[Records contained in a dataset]
────────

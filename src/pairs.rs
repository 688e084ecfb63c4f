use crate::exchange::Exchange;
use crate::models::{Candle, Timeframe};
use anyhow::{Result, anyhow, bail};
use chrono::{DateTime, Utc};
use futures::future::join_all;
use serde::Serialize;
use statrs::statistics::Statistics;
use std::collections::BTreeMap;
use tracing::{info, warn};

fn closes_by_time(candles: &[Candle]) -> BTreeMap<DateTime<Utc>, f64> {
    candles.iter().map(|c| (c.timestamp, c.close)).collect()
}

/// Pearson correlation; `None` with fewer than two points or a flat series.
pub fn pearson(x: &[f64], y: &[f64]) -> Option<f64> {
    if x.len() != y.len() || x.len() < 2 {
        return None;
    }
    let denominator = x.population_std_dev() * y.population_std_dev();
    if denominator == 0.0 || !denominator.is_finite() {
        return None;
    }
    Some((x.population_covariance(y) / denominator).clamp(-1.0, 1.0))
}

/// Correlation of two close series on the timestamps they share.
pub fn aligned_correlation(a: &[Candle], b: &[Candle]) -> Option<f64> {
    let b_closes = closes_by_time(b);
    let (x, y): (Vec<f64>, Vec<f64>) = a
        .iter()
        .filter_map(|c| Some((c.close, *b_closes.get(&c.timestamp)?)))
        .unzip();
    pearson(&x, &y)
}

#[derive(Debug, Clone, Serialize)]
pub struct CorrelationMatrix {
    pub tickers: Vec<String>,
    /// Row-major, `values[i][j]` pairs `tickers[i]` with `tickers[j]`.
    pub values: Vec<Vec<Option<f64>>>,
}

impl CorrelationMatrix {
    pub fn from_series(series: &[(String, Vec<Candle>)]) -> Self {
        let values = series
            .iter()
            .map(|(_, a)| series.iter().map(|(_, b)| aligned_correlation(a, b)).collect())
            .collect();
        Self {
            tickers: series.iter().map(|(t, _)| t.clone()).collect(),
            values,
        }
    }

    pub fn get(&self, a: &str, b: &str) -> Option<f64> {
        let i = self.tickers.iter().position(|t| t == a)?;
        let j = self.tickers.iter().position(|t| t == b)?;
        self.values[i][j]
    }
}

/// Fetches every ticker concurrently and correlates their closes.
///
/// Tickers the exchange cannot serve are logged and left out of the matrix.
pub async fn correlation(
    exchange: &dyn Exchange,
    tickers: &[String],
    timeframe: Timeframe,
    limit: usize,
) -> CorrelationMatrix {
    let fetches = tickers.iter().map(|ticker| async move {
        let symbol = ticker.to_uppercase();
        (symbol.clone(), exchange.fetch_ohlcv(&symbol, timeframe, limit).await)
    });

    let mut series = Vec::with_capacity(tickers.len());
    for (ticker, result) in join_all(fetches).await {
        match result {
            Ok(candles) if !candles.is_empty() => series.push((ticker, candles)),
            Ok(_) => warn!("{}: no candles", ticker),
            Err(e) => warn!("{} skipped: {}", ticker, e),
        }
    }
    info!("Correlating {} of {} tickers", series.len(), tickers.len());
    CorrelationMatrix::from_series(&series)
}

/// Projects the compare ticker from the base ticker's move since the compare
/// series ended.
///
/// Over the compare window the base moved `b_change` and the compare moved
/// `c_change`. The base's later move is scaled by `c_change / b_change`.
#[derive(Debug, Clone, Serialize)]
pub struct PairTrade {
    pub base_ticker: String,
    pub compare_ticker: String,
    pub b_change: f64,
    pub c_change: f64,
    pub multiplier: f64,
    pub b_current_change: f64,
    pub expected_compare_change: f64,
    pub last_price: f64,
    pub expected_price: f64,
}

impl PairTrade {
    pub fn project(base_ticker: &str, compare_ticker: &str, base: &[Candle], compare: &[Candle]) -> Result<Self> {
        let (Some(compare_start), Some(compare_end)) = (compare.first(), compare.last()) else {
            bail!("no candles for {}", compare_ticker);
        };
        let Some(base_latest) = base.last() else {
            bail!("no candles for {}", base_ticker);
        };

        let base_closes = closes_by_time(base);
        let base_at = |ts: DateTime<Utc>| {
            base_closes
                .get(&ts)
                .copied()
                .ok_or_else(|| anyhow!("{} has no candle at {}", base_ticker, ts))
        };
        let ba = base_at(compare_start.timestamp)?;
        let be = base_at(compare_end.timestamp)?;

        let change = |from: f64, to: f64| (to - from) / from;
        let b_change = change(ba, be);
        let c_change = change(compare_start.close, compare_end.close);
        if b_change == 0.0 || !b_change.is_finite() || !c_change.is_finite() {
            bail!("{} did not move over the {} window", base_ticker, compare_ticker);
        }

        let multiplier = c_change / b_change;
        let b_current_change = change(be, base_latest.close);
        let expected_compare_change = b_current_change * multiplier;
        let last_price = compare_end.close;

        Ok(Self {
            base_ticker: base_ticker.to_uppercase(),
            compare_ticker: compare_ticker.to_uppercase(),
            b_change,
            c_change,
            multiplier,
            b_current_change,
            expected_compare_change,
            last_price,
            expected_price: last_price + last_price * expected_compare_change,
        })
    }
}

pub async fn pair_trade(
    exchange: &dyn Exchange,
    base_ticker: &str,
    compare_ticker: &str,
    timeframe: Timeframe,
    limit: usize,
) -> Result<PairTrade> {
    let base_symbol = base_ticker.to_uppercase();
    let compare_symbol = compare_ticker.to_uppercase();
    let (base, compare) = futures::join!(
        exchange.fetch_ohlcv(&base_symbol, timeframe, limit),
        exchange.fetch_ohlcv(&compare_symbol, timeframe, limit),
    );
    PairTrade::project(base_ticker, compare_ticker, &base?, &compare?)
}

────────

Reproduce the data in its entirety, matching each character.

## OUTPUT FOR THIS TASK
filename src/pairs.rs
repository 688e084ecfb63c4f
use crate::exchange::Exchange;
use crate::models::{Candle, Timeframe};
use anyhow::{Result, anyhow, bail};
use chrono::{DateTime, Utc};
use futures::future::join_all;
use serde::Serialize;
use statrs::statistics::Statistics;
use std::collections::BTreeMap;
use tracing::{info, warn};

fn closes_by_time(candles: &[Candle]) -> BTreeMap<DateTime<Utc>, f64> {
    candles.iter().map(|c| (c.timestamp, c.close)).collect()
}

/// Pearson correlation; `None` with fewer than two points or a flat series.
pub fn pearson(x: &[f64], y: &[f64]) -> Option<f64> {
    if x.len() != y.len() || x.len() < 2 {
        return None;
    }
    let denominator = x.population_std_dev() * y.population_std_dev();
    if denominator == 0.0 || !denominator.is_finite() {
        return None;
    }
    Some((x.population_covariance(y) / denominator).clamp(-1.0, 1.0))
}

/// Correlation of two close series on the timestamps they share.
pub fn aligned_correlation(a: &[Candle], b: &[Candle]) -> Option<f64> {
    let b_closes = closes_by_time(b);
    let (x, y): (Vec<f64>, Vec<f64>) = a
        .iter()
        .filter_map(|c| Some((c.close, *b_closes.get(&c.timestamp)?)))
        .unzip();
    pearson(&x, &y)
}

#[derive(Debug, Clone, Serialize)]
pub struct CorrelationMatrix {
    pub tickers: Vec<String>,
    /// Row-major, `values[i][j]` pairs `tickers[i]` with `tickers[j]`.
    pub values: Vec<Vec<Option<f64>>>,
}

impl CorrelationMatrix {
    pub fn from_series(series: &[(String, Vec<Candle>)]) -> Self {
        let values = series
            .iter()
            .map(|(_, a)| series.iter().map(|(_, b)| aligned_correlation(a, b)).collect())
            .collect();
        Self {
            tickers: series.iter().map(|(t, _)| t.clone()).collect(),
            values,
        }
    }

    pub fn get(&self, a: &str, b: &str) -> Option<f64> {
        let i = self.tickers.iter().position(|t| t == a)?;
        let j = self.tickers.iter().position(|t| t == b)?;
        self.values[i][j]
    }
}

/// Fetches every ticker concurrently and correlates their closes.
///
/// Tickers the exchange cannot serve are logged and left out of the matrix.
pub async fn correlation(
    exchange: &dyn Exchange,
    tickers: &[String],
    timeframe: Timeframe,
    limit: usize,
) -> CorrelationMatrix {
    let fetches = tickers.iter().map(|ticker| async move {
        let symbol = ticker.to_uppercase();
        (symbol.clone(), exchange.fetch_ohlcv(&symbol, timeframe, limit).await)
    });

    let mut series = Vec::with_capacity(tickers.len());
    for (ticker, result) in join_all(fetches).await {
        match result {
            Ok(candles) if !candles.is_empty() => series.push((ticker, candles)),
            Ok(_) => warn!("{}: no candles", ticker),
            Err(e) => warn!("{} skipped: {}", ticker, e),
        }
    }
    info!("Correlating {} of {} tickers", series.len(), tickers.len());
    CorrelationMatrix::from_series(&series)
}

/// Projects the compare ticker from the base ticker's move since the compare
/// series ended.
///
/// Over the compare window the base moved `b_change` and the compare moved
/// `c_change`. The base's later move is scaled by `c_change / b_change`.
#[derive(Debug, Clone, Serialize)]
pub struct PairTrade {
    pub base_ticker: String,
    pub compare_ticker: String,
    pub b_change: f64,
    pub c_change: f64,
    pub multiplier: f64,
    pub b_current_change: f64,
    pub expected_compare_change: f64,
    pub last_price: f64,
    pub expected_price: f64,
}

impl PairTrade {
    pub fn project(base_ticker: &str, compare_ticker: &str, base: &[Candle], compare: &[Candle]) -> Result<Self> {
        let (Some(compare_start), Some(compare_end)) = (compare.first(), compare.last()) else {
            bail!("no candles for {}", compare_ticker);
        };
        let Some(base_latest) = base.last() else {
            bail!("no candles for {}", base_ticker);
        };

        let base_closes = closes_by_time(base);
        let base_at = |ts: DateTime<Utc>| {
            base_closes
                .get(&ts)
                .copied()
                .ok_or_else(|| anyhow!("{} has no candle at {}", base_ticker, ts))
        };
        let ba = base_at(compare_start.timestamp)?;
        let be = base_at(compare_end.timestamp)?;

        let change = |from: f64, to: f64| (to - from) / from;
        let b_change = change(ba, be);
        let c_change = change(compare_start.close, compare_end.close);
        if b_change == 0.0 || !b_change.is_finite() || !c_change.is_finite() {
            bail!("{} did not move over the {} window", base_ticker, compare_ticker);
        }

        let multiplier = c_change / b_change;
        let b_current_change = change(be, base_latest.close);
        let expected_compare_change = b_current_change * multiplier;
        let last_price = compare_end.close;

        Ok(Self {
            base_ticker: base_ticker.to_uppercase(),
            compare_ticker: compare_ticker.to_uppercase(),
            b_change,
            c_change,
            multiplier,
            b_current_change,
            expected_compare_change,
            last_price,
            expected_price: last_price + last_price * expected_compare_change,
        })
    }
}

pub async fn pair_trade(
    exchange: &dyn Exchange,
    base_ticker: &str,
    compare_ticker: &str,
    timeframe: Timeframe,
    limit: usize,
) -> Result<PairTrade> {
    let base_symbol = base_ticker.to_uppercase();
    let compare_symbol = compare_ticker.to_uppercase();
    let (base, compare) = futures::join!(
        exchange.fetch_ohlcv(&base_symbol, timeframe, limit),
        exchange.fetch_ohlcv(&compare_symbol, timeframe, limit),
    );
    PairTrade::project(base_ticker, compare_ticker, &base?, &compare?)
}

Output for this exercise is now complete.